### [ACTIVITY]
Work out how many lines in the entries below include the word "AppConfig". Give nothing but the number.

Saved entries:

=== Begin Enclosure ===

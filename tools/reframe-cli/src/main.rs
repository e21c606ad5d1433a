//! Reframe CLI: create, edit, plan, and export reframing projects.
//!
//! Usage:
//!   reframe init <NAME>            Create a new project
//!   reframe info <PATH>            Show project information
//!   reframe validate <PATH>        Validate a project bundle
//!   reframe edit <PATH> <OP>       Apply one edit to a clip and save
//!   reframe plan <PATH>            Sample the live clip frame by frame
//!   reframe export <PATH>          Write the export request for a renderer

use std::path::PathBuf;

use clap::{Parser, Subcommand};

use reframe_common::config::AppConfig;

mod commands;

use commands::edit::EditOp;

#[derive(Parser)]
#[command(
    name = "reframe",
    about = "Crop, highlight, trim, and retime screen recordings for any aspect ratio",
    version,
    author
)]
struct Cli {
    /// Enable verbose logging
    #[arg(short, long, global = true)]
    verbose: bool,

    #[command(subcommand)]
    command: Commands,
}

#[derive(Subcommand)]
enum Commands {
    /// Create a new empty project
    Init {
        /// Project name
        name: String,

        /// Output directory
        #[arg(short, long, default_value = ".")]
        output: PathBuf,

        /// Target aspect ratio, e.g. 9:16
        #[arg(long)]
        aspect: Option<String>,
    },

    /// Show project information
    Info {
        /// Path to the project directory
        path: PathBuf,
    },

    /// Validate a project bundle
    Validate {
        /// Path to the project directory
        path: PathBuf,
    },

    /// Apply an edit to a clip and save the project
    Edit {
        /// Path to the project directory
        path: PathBuf,

        /// Clip to edit (defaults to the active clip)
        #[arg(short, long, global = true)]
        clip: Option<String>,

        #[command(subcommand)]
        op: EditOp,
    },

    /// Compute the per-frame plan of a clip
    Plan {
        /// Path to the project directory
        path: PathBuf,

        /// Clip to plan (defaults to the active clip)
        #[arg(short, long)]
        clip: Option<String>,

        /// Output framerate (defaults to the configured value)
        #[arg(long)]
        fps: Option<f64>,

        /// Write the full plan as JSON instead of a summary
        #[arg(short, long)]
        output: Option<PathBuf>,
    },

    /// Assemble and write the export request
    Export {
        /// Path to the project directory
        path: PathBuf,

        /// Output file path
        #[arg(short, long)]
        output: Option<PathBuf>,

        /// Write compact JSON
        #[arg(long)]
        compact: bool,
    },
}

fn main() -> anyhow::Result<()> {
    let cli = Cli::parse();
    let config = AppConfig::load();

    // Initialize logging
    let mut logging = config.logging.clone();
    if cli.verbose {
        logging.level = "debug".to_string();
    }
    reframe_common::logging::init_logging(&logging);

    match cli.command {
        Commands::Init {
            name,
            output,
            aspect,
        } => commands::init::run(&config, name, output, aspect),
        Commands::Info { path } => commands::info::run(path),
        Commands::Validate { path } => commands::validate::run(&config, path),
        Commands::Edit { path, clip, op } => commands::edit::run(&config, path, clip, op),
        Commands::Plan {
            path,
            clip,
            fps,
            output,
        } => commands::plan::run(&config, path, clip, fps, output),
        Commands::Export {
            path,
            output,
            compact,
        } => commands::export::run(&config, path, output, compact),
    }
}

=== End Enclosure ===

### [FINISHED EXERCISE]
2